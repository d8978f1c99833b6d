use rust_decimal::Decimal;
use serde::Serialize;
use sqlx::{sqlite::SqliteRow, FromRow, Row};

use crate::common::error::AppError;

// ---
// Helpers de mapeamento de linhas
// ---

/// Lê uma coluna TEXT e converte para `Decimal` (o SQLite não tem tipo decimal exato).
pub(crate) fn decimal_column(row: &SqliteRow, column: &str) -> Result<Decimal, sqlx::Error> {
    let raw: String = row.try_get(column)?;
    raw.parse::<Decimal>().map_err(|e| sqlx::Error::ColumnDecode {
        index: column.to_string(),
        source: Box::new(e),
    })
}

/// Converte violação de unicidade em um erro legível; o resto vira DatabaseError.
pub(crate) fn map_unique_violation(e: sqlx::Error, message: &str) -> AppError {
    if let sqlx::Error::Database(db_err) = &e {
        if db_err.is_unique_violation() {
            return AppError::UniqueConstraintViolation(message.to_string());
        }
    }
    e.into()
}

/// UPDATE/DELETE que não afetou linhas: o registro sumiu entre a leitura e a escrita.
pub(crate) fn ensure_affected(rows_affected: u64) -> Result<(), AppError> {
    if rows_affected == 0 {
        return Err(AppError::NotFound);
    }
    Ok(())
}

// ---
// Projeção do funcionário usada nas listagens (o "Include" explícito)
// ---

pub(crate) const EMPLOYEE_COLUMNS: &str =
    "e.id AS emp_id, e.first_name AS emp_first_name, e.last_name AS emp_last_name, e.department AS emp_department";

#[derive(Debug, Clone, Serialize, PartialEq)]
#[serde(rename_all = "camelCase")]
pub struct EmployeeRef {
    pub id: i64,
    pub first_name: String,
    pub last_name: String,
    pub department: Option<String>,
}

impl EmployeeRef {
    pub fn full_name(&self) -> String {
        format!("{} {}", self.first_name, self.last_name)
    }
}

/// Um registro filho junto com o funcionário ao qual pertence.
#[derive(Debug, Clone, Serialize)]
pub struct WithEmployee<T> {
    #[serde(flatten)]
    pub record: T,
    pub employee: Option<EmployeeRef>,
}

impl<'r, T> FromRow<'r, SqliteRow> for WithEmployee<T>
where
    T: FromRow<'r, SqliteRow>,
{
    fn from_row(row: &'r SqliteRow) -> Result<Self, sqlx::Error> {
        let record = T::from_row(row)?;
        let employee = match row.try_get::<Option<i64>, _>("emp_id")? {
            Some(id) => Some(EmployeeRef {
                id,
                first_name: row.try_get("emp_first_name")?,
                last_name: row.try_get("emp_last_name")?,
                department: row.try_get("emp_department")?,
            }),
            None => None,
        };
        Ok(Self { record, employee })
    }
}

*****

• TASK DESCRIPTION:
Output the entire data exactly, line for line.

• WRITTEN SOLUTION:
repository d8978f1c99833b6d
use rust_decimal::Decimal;
use serde::Serialize;
use sqlx::{sqlite::SqliteRow, FromRow, Row};

use crate::common::error::AppError;

// ---
// Helpers de mapeamento de linhas
// ---

/// Lê uma coluna TEXT e converte para `Decimal` (o SQLite não tem tipo decimal exato).
pub(crate) fn decimal_column(row: &SqliteRow, column: &str) -> Result<Decimal, sqlx::Error> {
    let raw: String = row.try_get(column)?;
    raw.parse::<Decimal>().map_err(|e| sqlx::Error::ColumnDecode {
        index: column.to_string(),
        source: Box::new(e),
    })
}

/// Converte violação de unicidade em um erro legível; o resto vira DatabaseError.
pub(crate) fn map_unique_violation(e: sqlx::Error, message: &str) -> AppError {
    if let sqlx::Error::Database(db_err) = &e {
        if db_err.is_unique_violation() {
            return AppError::UniqueConstraintViolation(message.to_string());
        }
    }
    e.into()
}

/// UPDATE/DELETE que não afetou linhas: o registro sumiu entre a leitura e a escrita.
pub(crate) fn ensure_affected(rows_affected: u64) -> Result<(), AppError> {
    if rows_affected == 0 {
        return Err(AppError::NotFound);
    }
    Ok(())
}

// ---
// Projeção do funcionário usada nas listagens (o "Include" explícito)
// ---

pub(crate) const EMPLOYEE_COLUMNS: &str =
    "e.id AS emp_id, e.first_name AS emp_first_name, e.last_name AS emp_last_name, e.department AS emp_department";

#[derive(Debug, Clone, Serialize, PartialEq)]
#[serde(rename_all = "camelCase")]
pub struct EmployeeRef {
    pub id: i64,
    pub first_name: String,
    pub last_name: String,
    pub department: Option<String>,
}

impl EmployeeRef {
    pub fn full_name(&self) -> String {
        format!("{} {}", self.first_name, self.last_name)
    }
}

/// Um registro filho junto com o funcionário ao qual pertence.
#[derive(Debug, Clone, Serialize)]
pub struct WithEmployee<T> {
    #[serde(flatten)]
    pub record: T,
    pub employee: Option<EmployeeRef>,
}

impl<'r, T> FromRow<'r, SqliteRow> for WithEmployee<T>
where
    T: FromRow<'r, SqliteRow>,
{
    fn from_row(row: &'r SqliteRow) -> Result<Self, sqlx::Error> {
        let record = T::from_row(row)?;
        let employee = match row.try_get::<Option<i64>, _>("emp_id")? {
            Some(id) => Some(EmployeeRef {
                id,
                first_name: row.try_get("emp_first_name")?,
                last_name: row.try_get("emp_last_name")?,
                department: row.try_get("emp_department")?,
            }),
            None => None,
        };
        Ok(Self { record, employee })
    }
}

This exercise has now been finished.